Pneumonia in her right lung is the diagnosis with assurances she is in good hands. My sister is keeping tabs on everything.
Its moments like this when reality sweeps in and bites you on the bum. While my mum doesn’t have a lot to say about much of anything she is still my mother, the woman who raised three children and looked after us as best she could. The fact she herself is the result of an over domineering father and a soft pampered mother who couldn’t cope with raising her own two kids resulted in my mother lacking a confidence in her own abilities so much of the time. She admitted once that she used to go back to bed at one time when the last of us was finally out the door and off to school.
I think I’m reminiscing here because my mother’s mortality is suddenly in my face. She’s 94 and I thought I was prepared for whatever might suddenly happen with her but yesterday’s call shows I was wrong. As John Lennon sings, ‘you don’t know what you got until you lose it’. My mum is still hanging in there but the fact she is no longer invincible is more real this morning than it was 24 hours ago. And I feel a fear with that now.
She’s my mother... the woman I instinctively turned to as a child, the woman who nursed me, cared for me and helped me get through childhood. She did what she could as well as she could and I will always always love her unconditionally for that.
So now I wait for the next update from my sister who has been managing my mother’s affairs and everything else to do with her primary care and wellbeing for the last few years. I don’t know what I’d be doing without her steady hand. Sydney is only a short plane trip away but my sister assures me the doctors are confident for now that she should come through and be back in the retirement village as soon as possible.
Yes my mother will die at some time as I will. We don’t know when but that simple fact is inevitable. We all die.
So why is that impending feeling of loss so unsettling? Mum said years ago that she was tired of it all yet her strong constitution defies her body which just keeps pulling her along. I expect that to be what happens now. I expect her to be getting a telegram from the Queen or King Charles or whoever when she reaches 100. She may still break the records for world’s oldest living human being.

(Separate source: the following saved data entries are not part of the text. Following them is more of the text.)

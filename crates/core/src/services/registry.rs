//! Reaction registry.
//!
//! Reaction types are registered once at startup and are immutable
//! afterwards. The registry is built explicitly and shared by reference with
//! the services and handlers that need it.

use reactions_common::config::CustomReactionConfig;
use serde::{Deserialize, Serialize};

/// Prefix of the activity type stored for each reaction.
pub const REACTION_TYPE_PREFIX: &str = "bp_activity_reaction_";

/// Name of the built-in reaction that replaces favorites.
pub const FAVORITE: &str = "favorite";

/// Name of the built-in like reaction.
pub const LIKE: &str = "like";

/// How the action string of a reaction row is rendered.
#[derive(Debug, Clone, Copy, PartialEq, Eq, Default, Serialize, Deserialize)]
#[serde(rename_all = "lowercase")]
pub enum ActionFormat {
    /// "{name} reacted to an update"
    #[default]
    Default,
    /// "{name} favorited an update"
    Favorite,
    /// "{name} liked an update"
    Like,
}

impl ActionFormat {
    /// Render the action string for the acting user.
    #[must_use]
    pub fn render(self, display_name: &str) -> String {
        match self {
            Self::Default => format!("{display_name} reacted to an update"),
            Self::Favorite => format!("{display_name} favorited an update"),
            Self::Like => format!("{display_name} liked an update"),
        }
    }

    /// Parse a format name. Unknown names yield `None`.
    #[must_use]
    pub fn parse(s: &str) -> Option<Self> {
        match s {
            "default" => Some(Self::Default),
            "favorite" => Some(Self::Favorite),
            "like" => Some(Self::Like),
            _ => None,
        }
    }
}

/// Custom notification texts of a reaction.
#[derive(Debug, Clone, Default, PartialEq, Eq, Serialize, Deserialize)]
pub struct NotificationTexts {
    /// Text for a single reactor; `%s` is replaced by the reactor's name.
    pub singular: Option<String>,
    /// Text for several reactors.
    pub plural: Option<String>,
}

/// Arguments to [`ReactionRegistry::register`].
#[derive(Debug, Clone, Default)]
pub struct ReactionConfig {
    pub emoji: String,
    pub label: String,
    pub description: String,
    pub can_comment: bool,
    pub position: i32,
    pub format: ActionFormat,
    pub notification_texts: NotificationTexts,
}

impl ReactionConfig {
    /// A config with just an emoji; everything else defaulted.
    #[must_use]
    pub fn new(emoji: impl Into<String>) -> Self {
        Self {
            emoji: emoji.into(),
            ..Self::default()
        }
    }

    #[must_use]
    pub fn label(mut self, label: impl Into<String>) -> Self {
        self.label = label.into();
        self
    }

    #[must_use]
    pub fn description(mut self, description: impl Into<String>) -> Self {
        self.description = description.into();
        self
    }

    #[must_use]
    pub const fn format(mut self, format: ActionFormat) -> Self {
        self.format = format;
        self
    }

    #[must_use]
    pub const fn position(mut self, position: i32) -> Self {
        self.position = position;
        self
    }

    #[must_use]
    pub const fn can_comment(mut self, can_comment: bool) -> Self {
        self.can_comment = can_comment;
        self
    }
}

impl From<&CustomReactionConfig> for ReactionConfig {
    fn from(c: &CustomReactionConfig) -> Self {
        Self {
            emoji: c.emoji.clone(),
            label: c.label.clone(),
            description: c.description.clone(),
            can_comment: c.can_comment,
            position: c.position,
            format: c
                .format
                .as_deref()
                .and_then(ActionFormat::parse)
                .unwrap_or_default(),
            notification_texts: NotificationTexts {
                singular: c.notification_singular.clone(),
                plural: c.notification_plural.clone(),
            },
        }
    }
}

/// A registered reaction type.
#[derive(Debug, Clone, PartialEq, Eq, Serialize)]
pub struct ReactionType {
    /// Sanitized unique name.
    pub name: String,
    /// Activity type of the rows recording this reaction.
    pub reaction_type: String,
    pub emoji: String,
    pub label: String,
    pub description: String,
    pub can_comment: bool,
    pub position: i32,
    pub format: ActionFormat,
    pub notification_texts: NotificationTexts,
}

/// Settings that change which built-in reactions exist.
#[derive(Debug, Clone, Copy, Default, PartialEq, Eq)]
pub struct RegistryOptions {
    /// Keep the platform's own favorites instead of the `favorite` reaction.
    pub disable_replace_favorites: bool,
}

/// Append-only set of reaction types, in registration order.
#[derive(Debug, Clone, Default)]
pub struct ReactionRegistry {
    reactions: Vec<ReactionType>,
}

impl ReactionRegistry {
    /// Create an empty registry.
    #[must_use]
    pub const fn new() -> Self {
        Self {
            reactions: Vec::new(),
        }
    }

    /// Create a registry holding the built-in reactions.
    ///
    /// `favorite` is registered unless favorites replacement is disabled,
    /// then `like`.
    #[must_use]
    pub fn with_defaults(options: RegistryOptions) -> Self {
        let mut registry = Self::new();

        if !options.disable_replace_favorites {
            registry.register(
                FAVORITE,
                ReactionConfig::new("0x2B50")
                    .label("Favorites")
                    .description("Favorited an update")
                    .format(ActionFormat::Favorite),
            );
        }

        registry.register(
            LIKE,
            ReactionConfig::new("0x2764")
                .label("Likes")
                .description("Liked an update")
                .format(ActionFormat::Like),
        );

        registry
    }

    /// Register the configured extra reactions, after the existing ones.
    pub fn register_custom(&mut self, custom: &[CustomReactionConfig]) {
        for c in custom {
            if !self.register(&c.name, ReactionConfig::from(c)) {
                tracing::warn!(name = %c.name, "Ignoring invalid or duplicate reaction");
            }
        }
    }

    /// Register a reaction type.
    ///
    /// Returns `false`, leaving the registry untouched, when the name is empty
    /// after sanitizing, the emoji is missing, or the name is taken.
    pub fn register(&mut self, name: &str, config: ReactionConfig) -> bool {
        let name = sanitize_name(name);

        if name.is_empty() || config.emoji.trim().is_empty() || self.get(&name).is_some() {
            return false;
        }

        tracing::debug!(name = %name, emoji = %config.emoji, "Registered reaction");

        self.reactions.push(ReactionType {
            reaction_type: format!("{REACTION_TYPE_PREFIX}{name}"),
            name,
            emoji: config.emoji,
            label: config.label,
            description: config.description,
            can_comment: config.can_comment,
            position: config.position,
            format: config.format,
            notification_texts: config.notification_texts,
        });

        true
    }

    /// Look up a reaction by its exact registered name.
    ///
    /// Names are sanitized on registration only; `LIKE` or `l!ike` do not
    /// name the `like` reaction.
    #[must_use]
    pub fn get(&self, name: &str) -> Option<&ReactionType> {
        self.reactions.iter().find(|r| r.name == name)
    }

    /// Look up a reaction by its activity type.
    #[must_use]
    pub fn get_by_type(&self, reaction_type: &str) -> Option<&ReactionType> {
        self.reactions
            .iter()
            .find(|r| r.reaction_type == reaction_type)
    }

    /// All reactions, in registration order.
    #[must_use]
    pub fn list_all(&self) -> &[ReactionType] {
        &self.reactions
    }

    /// All reactions ordered by position; ties keep registration order.
    #[must_use]
    pub fn sorted(&self) -> Vec<&ReactionType> {
        let mut sorted: Vec<_> = self.reactions.iter().collect();
        sorted.sort_by_key(|r| r.position);
        sorted
    }

    /// Whether activities of `activity_type` accept comments.
    ///
    /// Reaction rows follow their reaction's setting; anything else can be
    /// commented on.
    #[must_use]
    pub fn can_comment(&self, activity_type: &str) -> bool {
        self.get_by_type(activity_type)
            .is_none_or(|r| r.can_comment)
    }

    #[must_use]
    pub fn is_empty(&self) -> bool {
        self.reactions.is_empty()
    }

    #[must_use]
    pub fn len(&self) -> usize {
        self.reactions.len()
    }
}

/// Lowercase and keep only `[a-z0-9_-]`.
#[must_use]
pub fn sanitize_name(name: &str) -> String {
    name.chars()
        .flat_map(char::to_lowercase)
        .filter(|c| c.is_ascii_lowercase() || c.is_ascii_digit() || *c == '_' || *c == '-')
        .collect()
}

I’m scared anyway. She’s my mum after all and now she’s got pneumonia. I’m down here and she’s up there. She’s probably ok. We’ll know more tomorrow.
I love you mum.
PS: It’s the day after and my sister reports mum is looking soooooo much better today than yesterday when she was looking like crap, constantly removing the oxygen mask and pulling out the monitor things. Her amazing nurses report she’s keeping them on their toes. My sister got a bedside phone set up and we rang her this afternoon and I managed some chat between the coughing.
She’s still right in the middle of this and fragile, and her usual confusions are there, but I did get a laugh or two. For me that is a reassuring indicator that I can maybe call the Queen back and re-book that telegram. Wishful thinking? I hope not.